Well, that time has finally come. Basic Rights Oregon (BRO), the state's largest LGBT advocacy group, has announced that it will begin preparing for a 2012 campaign to legalize same-sex marriage.
BRO will begin with an educational campaign called "Marriage Matters to Me."
"Marriage Matters To Me is a grassroots campaign to get Oregonians talking to each other about marriage equality," says the website. "The most important and influential conversations we have are with the people we know and care about. For the many Oregonians who believe that extending civil marriage to same sex couples is a matter of basic fairness and respect, Marriage Matters To Me is an easy and powerful way to start that conversation."
BRO believes that next year will be too soon to bring the question before Oregonians. Instead, they believe having a conversation first will lay the foundation for a 2012 initiative campaign.
"The heat of a campaign is no time to have a calm, heartfelt conversation about why civil marriage is so important" to gays and lesbians, the group's executive director, Jeana Frazzini, told the AP.
However, they group does have the end goal in mind. Frazzini told the Oregon Live that the goal is "to allow same-sex couples to legally marry in this state. There is no substitute for the respect and dignity that comes with marriage."
But like California, Oregon faces a difficult challenge in convincing voters to reverse their earlier decision and vote in favor of legalizing same-sex marriage..
"We're going to fight it, and we'll fight it just as hard now as we did in 2004," said Tim Nashif, the political director of the church-backed group Oregon Family Council. "I don't think Oregonians are going to overturn Measure 36," which defines marriage as a bond between only a man and a woman.
Evan Wolfson, executive director of Freedom to Marry, is directly involved in Oregon's effort to bring equality to its LGBT population.

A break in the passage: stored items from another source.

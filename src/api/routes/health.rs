//! Health Routes
//!
//! Health check endpoints for monitoring and Kubernetes probes.
//!
//! - GET /health/live - Liveness probe (process is alive)
//! - GET /health/ready - Readiness probe (patient list loaded)
//! - GET /health - Full health status

use axum::{extract::State, http::StatusCode, Json};
use std::sync::Arc;

use crate::api::dto::HealthResponse;
use crate::api::state::AppState;
use crate::dashboard::LoadStatus;

/// GET /health/live
///
/// Returns 200 if the process is alive, no dependency checks.
pub async fn liveness() -> StatusCode {
    StatusCode::OK
}

/// GET /health/ready
///
/// Returns 200 once a load has succeeded, 503 while loading or failed.
pub async fn readiness(State(state): State<Arc<AppState>>) -> StatusCode {
    if state.snapshot().await.is_ready() {
        StatusCode::OK
    } else {
        StatusCode::SERVICE_UNAVAILABLE
    }
}

/// GET /health
///
/// Full health status with load details.
pub async fn full_health(State(state): State<Arc<AppState>>) -> Json<HealthResponse> {
    let snapshot = state.snapshot().await;

    let status = match snapshot.status() {
        LoadStatus::Ready { .. } => "healthy",
        LoadStatus::Loading => "loading",
        LoadStatus::Failed { .. } => "degraded",
    };

    Json(HealthResponse {
        status: status.to_string(),
        load: snapshot.status().clone(),
        patients: snapshot.patients().len(),
        uptime_seconds: state.uptime_seconds(),
        version: env!("CARGO_PKG_VERSION").to_string(),
    })
}
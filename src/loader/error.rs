//! Loader error types
//!
//! Covers the three ways a patient fetch can fail: the request never
//! completes, the service answers with a non-success status, or the body
//! is not the expected JSON shape.

use thiserror::Error;

/// Errors that can occur while loading patient records
#[derive(Error, Debug)]
pub enum LoadError {
    /// Connection could not be established
    #[error("Patient service unavailable: {0}")]
    Unavailable(String),

    /// Request did not complete within the configured timeout
    #[error("Request timeout")]
    Timeout,

    /// Any other transport-level failure
    #[error("Request failed: {0}")]
    Transport(#[from] reqwest::Error),

    /// Service answered with a non-success status
    #[error("Network response was not ok (HTTP {status}): {message}")]
    Http { status: u16, message: String },

    /// Body is not valid JSON or not a list of patient records
    #[error("Malformed patient payload: {0}")]
    Parse(#[from] serde_json::Error),
}

impl LoadError {
    /// Classify a reqwest failure the way the rest of the crate reports it
    pub fn from_request(err: reqwest::Error, url: &str) -> Self {
        if err.is_timeout() {
            LoadError::Timeout
        } else if err.is_connect() {
            LoadError::Unavailable(url.to_string())
        } else {
            LoadError::Transport(err)
        }
    }

    /// Short machine-readable kind, used as a log field
    pub fn kind(&self) -> &'static str {
        match self {
            LoadError::Unavailable(_) | LoadError::Timeout | LoadError::Transport(_) => {
                "transport"
            }
            LoadError::Http { .. } => "http",
            LoadError::Parse(_) => "parse",
        }
    }

    /// HTTP status for `Http` failures
    pub fn status(&self) -> Option<u16> {
        match self {
            LoadError::Http { status, .. } => Some(*status),
            _ => None,
        }
    }
}

/// Result type alias for loader operations
pub type LoadResult<T> = Result<T, LoadError>;
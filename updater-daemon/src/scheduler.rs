//! Per-environment poll timers.

use std::collections::BTreeMap;
use std::sync::Arc;
use std::time::Duration;

use tokio::task::JoinHandle;
use tokio::time::MissedTickBehavior;
use tracing::{debug, info, warn};
use updater_core::{Environment, EnvironmentId, Initiator};
use updater_engine::{ReconciliationEngine, TriggerStatus};

/// Floor for a poll period, so a zero interval cannot spin.
const MIN_POLL_INTERVAL: Duration = Duration::from_secs(1);

/// Owns one interval task per tracked environment.
pub struct Scheduler {
    engine: Arc<ReconciliationEngine>,
    tasks: BTreeMap<EnvironmentId, JoinHandle<()>>,
}

impl Scheduler {
    pub fn new(engine: Arc<ReconciliationEngine>) -> Self {
        Self {
            engine,
            tasks: BTreeMap::new(),
        }
    }

    /// Abort every poll task and start fresh ones for the current
    /// environment set. Runs already in flight are not cancelled.
    pub fn respawn(&mut self) {
        self.stop();
        for env in self.engine.environments() {
            let handle = tokio::spawn(poll_loop(self.engine.clone(), env.clone()));
            self.tasks.insert(env.id, handle);
        }
        info!(pollers = self.tasks.len(), "poll schedule started");
    }

    pub fn stop(&mut self) {
        for (_, handle) in std::mem::take(&mut self.tasks) {
            handle.abort();
        }
    }

    pub fn scheduled(&self) -> Vec<EnvironmentId> {
        self.tasks.keys().cloned().collect()
    }
}

impl Drop for Scheduler {
    fn drop(&mut self) {
        self.stop();
    }
}

async fn poll_loop(engine: Arc<ReconciliationEngine>, env: Environment) {
    let period = env.poll_interval.max(MIN_POLL_INTERVAL);
    let mut interval = tokio::time::interval(period);
    interval.set_missed_tick_behavior(MissedTickBehavior::Skip);

    loop {
        // The first tick completes immediately.
        interval.tick().await;
        match engine.try_reconcile(&env.id, Initiator::Poller, None) {
            Ok(TriggerStatus::Accepted) => debug!(environment = %env.id, "poll trigger accepted"),
            Ok(TriggerStatus::AlreadyInProgress) => {
                debug!(environment = %env.id, "poll skipped, reconciliation in progress")
            }
            Err(err) => {
                warn!(environment = %env.id, error = %err, "poll trigger failed, stopping poller");
                break;
            }
        }
    }
}
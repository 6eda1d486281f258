//! Read-only look at an environment's manifest for `image-updater env show`.

use chrono::{DateTime, Utc};
use serde::Serialize;
use updater_core::{read_image, Digest, EnvironmentId};
use updater_repo::CommitInfo;

use crate::engine::ReconciliationEngine;
use crate::error::EngineError;

/// What the manifest declares at the branch head.
#[derive(Debug, Clone, PartialEq, Eq, Serialize)]
pub struct ManifestInfo {
    pub environment: EnvironmentId,
    pub path: String,
    pub tag: String,
    #[serde(skip_serializing_if = "Option::is_none")]
    pub digest: Option<Digest>,
    /// Last commit touching the manifest, when one is found within the
    /// configured history depth.
    #[serde(skip_serializing_if = "Option::is_none")]
    pub last_change: Option<LastChange>,
}

#[derive(Debug, Clone, PartialEq, Eq, Serialize)]
pub struct LastChange {
    pub commit: String,
    #[serde(skip_serializing_if = "Option::is_none")]
    pub author: Option<String>,
    #[serde(skip_serializing_if = "Option::is_none")]
    pub at: Option<DateTime<Utc>>,
    #[serde(skip_serializing_if = "Option::is_none")]
    pub summary: Option<String>,
}

impl From<CommitInfo> for LastChange {
    fn from(commit: CommitInfo) -> Self {
        Self {
            commit: commit.id,
            author: Some(commit.author),
            at: Some(commit.timestamp),
            summary: Some(commit.summary),
        }
    }
}

impl ReconciliationEngine {
    /// Clone the environment's repository and describe its manifest.
    ///
    /// Does not take the environment gate and touches neither the ledger nor
    /// the remote.
    pub async fn manifest_info(&self, id: &EnvironmentId) -> Result<ManifestInfo, EngineError> {
        let env = self.environment(id)?;
        let depth = self.options().history_depth;

        let inspect = async {
            let wc = self.repo().clone_repo(&env.repository).await?;
            let snapshot = self.repo().read_file(&wc, &env.manifest_path).await?;
            let image = read_image(&snapshot.content, &env.schema)?;

            let last_change = match self
                .repo()
                .last_modified(&wc, &env.manifest_path, depth)
                .await?
            {
                Some(commit) => Some(LastChange::from(commit)),
                None => snapshot.last_commit.map(|commit| LastChange {
                    commit,
                    author: None,
                    at: snapshot.last_commit_at,
                    summary: None,
                }),
            };

            Ok::<_, EngineError>(ManifestInfo {
                environment: env.id.clone(),
                path: env.manifest_path.display().to_string(),
                tag: image.tag,
                digest: image.digest,
                last_change,
            })
        };

        tokio::time::timeout(self.options().deadline, inspect)
            .await
            .map_err(|_| EngineError::Timeout(id.clone()))?
    }
}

Marriage "is one of the most important statements we make about who we are," he told Oregon Live. "It is so important to commitment and love that most people wear the symbol of it on their hands."
At the "Marriage Matters to Me" website, individuals and couples can upload videos of themselves, explaining exactly why marriage does in fact matter to them. Byron and Juan's video is featured on the home page.
Also on the website is a pledge for marriage equality supporters to sign, pledging that they will discuss with friends, family and neighbors why marriage equality is so important to them.
Today, Oregon's neighbor in the north, Washington state, will determine whether or not to keep its new "everything but marriage" domestic partnership law. It's neighbor in the south, California, may face a ballot to restore marriage equality in either 2010 or 2012.